Record excerpts →
------------------------------------------------

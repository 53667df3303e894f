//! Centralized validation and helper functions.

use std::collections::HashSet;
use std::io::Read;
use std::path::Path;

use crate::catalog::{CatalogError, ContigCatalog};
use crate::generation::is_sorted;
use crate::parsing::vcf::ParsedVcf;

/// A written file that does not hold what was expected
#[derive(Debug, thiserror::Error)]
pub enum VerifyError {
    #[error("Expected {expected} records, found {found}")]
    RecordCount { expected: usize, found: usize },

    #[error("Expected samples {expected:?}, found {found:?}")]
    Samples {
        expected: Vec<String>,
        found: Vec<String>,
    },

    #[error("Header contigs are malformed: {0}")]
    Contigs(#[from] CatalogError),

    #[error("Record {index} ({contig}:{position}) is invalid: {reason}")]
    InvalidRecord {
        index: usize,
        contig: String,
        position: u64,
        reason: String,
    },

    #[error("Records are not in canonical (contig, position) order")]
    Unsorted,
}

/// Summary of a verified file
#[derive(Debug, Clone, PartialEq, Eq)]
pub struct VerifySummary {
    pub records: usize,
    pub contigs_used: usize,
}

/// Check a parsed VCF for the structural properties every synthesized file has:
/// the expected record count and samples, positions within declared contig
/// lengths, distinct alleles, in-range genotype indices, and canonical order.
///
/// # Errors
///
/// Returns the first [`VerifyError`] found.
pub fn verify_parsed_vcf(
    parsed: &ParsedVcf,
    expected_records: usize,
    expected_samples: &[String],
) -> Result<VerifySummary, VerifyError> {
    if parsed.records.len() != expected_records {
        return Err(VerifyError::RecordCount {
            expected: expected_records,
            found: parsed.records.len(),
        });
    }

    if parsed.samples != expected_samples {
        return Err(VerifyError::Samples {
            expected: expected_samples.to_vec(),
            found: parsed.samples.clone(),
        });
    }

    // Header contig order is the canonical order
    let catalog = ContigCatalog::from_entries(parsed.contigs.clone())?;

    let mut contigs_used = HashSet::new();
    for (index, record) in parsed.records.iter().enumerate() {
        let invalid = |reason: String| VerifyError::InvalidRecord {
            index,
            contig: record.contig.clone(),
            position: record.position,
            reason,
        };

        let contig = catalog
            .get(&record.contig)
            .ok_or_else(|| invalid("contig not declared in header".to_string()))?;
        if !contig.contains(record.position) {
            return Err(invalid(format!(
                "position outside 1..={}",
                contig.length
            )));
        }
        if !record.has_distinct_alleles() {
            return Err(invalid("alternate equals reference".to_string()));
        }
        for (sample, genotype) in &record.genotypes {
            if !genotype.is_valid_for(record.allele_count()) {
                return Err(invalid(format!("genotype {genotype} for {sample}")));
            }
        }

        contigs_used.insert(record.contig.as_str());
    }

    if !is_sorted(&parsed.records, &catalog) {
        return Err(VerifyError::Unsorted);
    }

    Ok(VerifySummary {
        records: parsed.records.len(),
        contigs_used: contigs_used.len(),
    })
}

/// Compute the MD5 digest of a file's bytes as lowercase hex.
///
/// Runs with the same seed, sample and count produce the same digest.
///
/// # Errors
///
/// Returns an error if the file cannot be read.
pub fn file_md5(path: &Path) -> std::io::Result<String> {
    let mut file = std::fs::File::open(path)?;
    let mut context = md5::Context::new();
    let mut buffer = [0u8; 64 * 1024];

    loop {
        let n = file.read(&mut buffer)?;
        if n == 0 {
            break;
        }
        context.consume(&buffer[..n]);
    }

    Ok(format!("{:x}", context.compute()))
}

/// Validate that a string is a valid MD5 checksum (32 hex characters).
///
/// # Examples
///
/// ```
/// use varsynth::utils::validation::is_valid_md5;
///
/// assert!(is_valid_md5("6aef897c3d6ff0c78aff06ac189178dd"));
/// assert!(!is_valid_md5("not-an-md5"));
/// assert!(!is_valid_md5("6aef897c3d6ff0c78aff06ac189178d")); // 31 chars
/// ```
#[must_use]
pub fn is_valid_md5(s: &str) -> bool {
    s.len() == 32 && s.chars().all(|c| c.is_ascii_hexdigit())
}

------------------------------------------------

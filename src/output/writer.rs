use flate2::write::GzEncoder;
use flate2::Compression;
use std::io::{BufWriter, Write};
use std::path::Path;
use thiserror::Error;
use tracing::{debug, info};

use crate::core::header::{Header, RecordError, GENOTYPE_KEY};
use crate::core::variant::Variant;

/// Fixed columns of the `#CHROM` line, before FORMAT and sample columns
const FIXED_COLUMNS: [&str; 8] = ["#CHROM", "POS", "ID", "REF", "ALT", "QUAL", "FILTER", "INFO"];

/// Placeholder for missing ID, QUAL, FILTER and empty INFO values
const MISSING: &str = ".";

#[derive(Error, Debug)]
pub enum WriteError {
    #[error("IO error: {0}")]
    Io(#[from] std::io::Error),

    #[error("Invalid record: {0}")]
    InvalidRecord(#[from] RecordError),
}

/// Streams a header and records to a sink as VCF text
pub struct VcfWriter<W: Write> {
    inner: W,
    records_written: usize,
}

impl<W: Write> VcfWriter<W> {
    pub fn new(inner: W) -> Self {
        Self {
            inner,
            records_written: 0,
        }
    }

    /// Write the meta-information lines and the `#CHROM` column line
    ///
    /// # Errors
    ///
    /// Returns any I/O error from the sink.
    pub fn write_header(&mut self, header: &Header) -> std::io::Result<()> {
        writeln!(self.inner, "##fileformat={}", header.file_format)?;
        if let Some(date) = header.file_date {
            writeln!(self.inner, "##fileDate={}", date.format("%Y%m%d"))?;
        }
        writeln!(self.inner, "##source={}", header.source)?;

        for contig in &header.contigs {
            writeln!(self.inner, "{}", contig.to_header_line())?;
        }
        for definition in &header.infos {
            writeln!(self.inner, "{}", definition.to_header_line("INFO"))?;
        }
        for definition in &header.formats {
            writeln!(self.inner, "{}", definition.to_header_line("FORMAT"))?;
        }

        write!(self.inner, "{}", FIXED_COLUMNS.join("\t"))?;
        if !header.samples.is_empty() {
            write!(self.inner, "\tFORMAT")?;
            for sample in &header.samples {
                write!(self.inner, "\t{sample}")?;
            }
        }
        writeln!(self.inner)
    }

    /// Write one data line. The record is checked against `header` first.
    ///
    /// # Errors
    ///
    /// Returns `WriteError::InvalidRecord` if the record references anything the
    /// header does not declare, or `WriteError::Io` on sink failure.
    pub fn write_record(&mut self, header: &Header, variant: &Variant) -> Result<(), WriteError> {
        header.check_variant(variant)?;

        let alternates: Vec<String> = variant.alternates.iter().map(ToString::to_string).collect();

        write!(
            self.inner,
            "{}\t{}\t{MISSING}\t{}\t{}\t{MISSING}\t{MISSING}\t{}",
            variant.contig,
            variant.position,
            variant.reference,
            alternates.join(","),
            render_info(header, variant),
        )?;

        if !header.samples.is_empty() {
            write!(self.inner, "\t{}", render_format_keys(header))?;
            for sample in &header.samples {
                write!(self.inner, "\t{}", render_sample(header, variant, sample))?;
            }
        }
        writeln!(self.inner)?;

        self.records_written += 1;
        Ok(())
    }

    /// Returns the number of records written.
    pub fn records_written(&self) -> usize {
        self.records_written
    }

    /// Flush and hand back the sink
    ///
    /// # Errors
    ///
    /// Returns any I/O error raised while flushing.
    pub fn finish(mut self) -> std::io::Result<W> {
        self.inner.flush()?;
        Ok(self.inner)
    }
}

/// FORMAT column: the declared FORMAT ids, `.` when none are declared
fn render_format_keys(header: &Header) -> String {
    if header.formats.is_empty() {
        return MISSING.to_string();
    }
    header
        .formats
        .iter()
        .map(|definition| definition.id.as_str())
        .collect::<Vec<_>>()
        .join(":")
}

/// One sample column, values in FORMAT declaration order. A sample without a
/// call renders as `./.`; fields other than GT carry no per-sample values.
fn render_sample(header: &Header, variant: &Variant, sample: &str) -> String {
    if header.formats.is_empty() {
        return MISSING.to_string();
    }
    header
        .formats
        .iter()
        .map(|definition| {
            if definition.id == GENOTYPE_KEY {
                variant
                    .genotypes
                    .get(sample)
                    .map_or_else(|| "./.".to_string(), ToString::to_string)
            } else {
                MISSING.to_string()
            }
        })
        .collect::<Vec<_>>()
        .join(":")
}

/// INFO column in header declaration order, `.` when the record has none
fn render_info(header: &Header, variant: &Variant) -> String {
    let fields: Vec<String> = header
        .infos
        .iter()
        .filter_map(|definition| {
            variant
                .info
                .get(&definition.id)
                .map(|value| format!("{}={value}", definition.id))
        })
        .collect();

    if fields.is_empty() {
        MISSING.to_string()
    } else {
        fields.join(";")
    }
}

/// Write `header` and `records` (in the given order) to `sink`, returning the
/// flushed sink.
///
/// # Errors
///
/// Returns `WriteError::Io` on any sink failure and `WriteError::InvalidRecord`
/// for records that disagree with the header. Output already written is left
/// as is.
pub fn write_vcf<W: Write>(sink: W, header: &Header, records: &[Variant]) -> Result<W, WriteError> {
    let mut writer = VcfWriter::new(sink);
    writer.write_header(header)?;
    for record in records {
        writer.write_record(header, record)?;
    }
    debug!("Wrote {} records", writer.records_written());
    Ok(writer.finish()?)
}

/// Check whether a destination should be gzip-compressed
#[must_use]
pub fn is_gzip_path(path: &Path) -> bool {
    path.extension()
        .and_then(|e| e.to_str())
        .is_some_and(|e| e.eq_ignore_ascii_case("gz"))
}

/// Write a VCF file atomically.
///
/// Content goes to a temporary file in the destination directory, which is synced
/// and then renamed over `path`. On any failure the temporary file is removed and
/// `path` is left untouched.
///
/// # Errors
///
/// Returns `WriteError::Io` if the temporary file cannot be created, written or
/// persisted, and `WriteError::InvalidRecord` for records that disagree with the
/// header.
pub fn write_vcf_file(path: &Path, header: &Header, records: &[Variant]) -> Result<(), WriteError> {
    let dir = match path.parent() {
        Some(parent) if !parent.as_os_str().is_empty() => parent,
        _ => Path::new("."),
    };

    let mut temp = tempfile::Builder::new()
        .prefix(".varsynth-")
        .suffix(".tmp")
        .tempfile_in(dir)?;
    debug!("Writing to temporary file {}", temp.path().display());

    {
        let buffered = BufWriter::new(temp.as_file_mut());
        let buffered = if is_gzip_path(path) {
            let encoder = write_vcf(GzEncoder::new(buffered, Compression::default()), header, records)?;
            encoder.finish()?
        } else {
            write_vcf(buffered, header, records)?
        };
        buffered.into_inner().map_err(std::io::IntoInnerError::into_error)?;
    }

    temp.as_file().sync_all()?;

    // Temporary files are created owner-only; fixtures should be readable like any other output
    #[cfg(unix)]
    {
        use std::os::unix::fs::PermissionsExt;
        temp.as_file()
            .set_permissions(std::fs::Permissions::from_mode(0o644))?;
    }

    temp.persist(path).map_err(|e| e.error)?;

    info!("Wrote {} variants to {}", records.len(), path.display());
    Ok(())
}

------------------------------------------------

Brief →
Looking at the entries above, can you reproduce exactly the lines from the one that holds "repository 53667df3303e894f" through the one that holds "-> Result<VerifySummary, VerifyError>", and only those?

Response to this exercise →
repository 53667df3303e894f
//! Centralized validation and helper functions.

use std::collections::HashSet;
use std::io::Read;
use std::path::Path;

use crate::catalog::{CatalogError, ContigCatalog};
use crate::generation::is_sorted;
use crate::parsing::vcf::ParsedVcf;

/// A written file that does not hold what was expected
#[derive(Debug, thiserror::Error)]
pub enum VerifyError {
    #[error("Expected {expected} records, found {found}")]
    RecordCount { expected: usize, found: usize },

    #[error("Expected samples {expected:?}, found {found:?}")]
    Samples {
        expected: Vec<String>,
        found: Vec<String>,
    },

    #[error("Header contigs are malformed: {0}")]
    Contigs(#[from] CatalogError),

    #[error("Record {index} ({contig}:{position}) is invalid: {reason}")]
    InvalidRecord {
        index: usize,
        contig: String,
        position: u64,
        reason: String,
    },

    #[error("Records are not in canonical (contig, position) order")]
    Unsorted,
}

/// Summary of a verified file
#[derive(Debug, Clone, PartialEq, Eq)]
pub struct VerifySummary {
    pub records: usize,
    pub contigs_used: usize,
}

/// Check a parsed VCF for the structural properties every synthesized file has:
/// the expected record count and samples, positions within declared contig
/// lengths, distinct alleles, in-range genotype indices, and canonical order.
///
/// # Errors
///
/// Returns the first [`VerifyError`] found.
pub fn verify_parsed_vcf(
    parsed: &ParsedVcf,
    expected_records: usize,
    expected_samples: &[String],
) -> Result<VerifySummary, VerifyError> {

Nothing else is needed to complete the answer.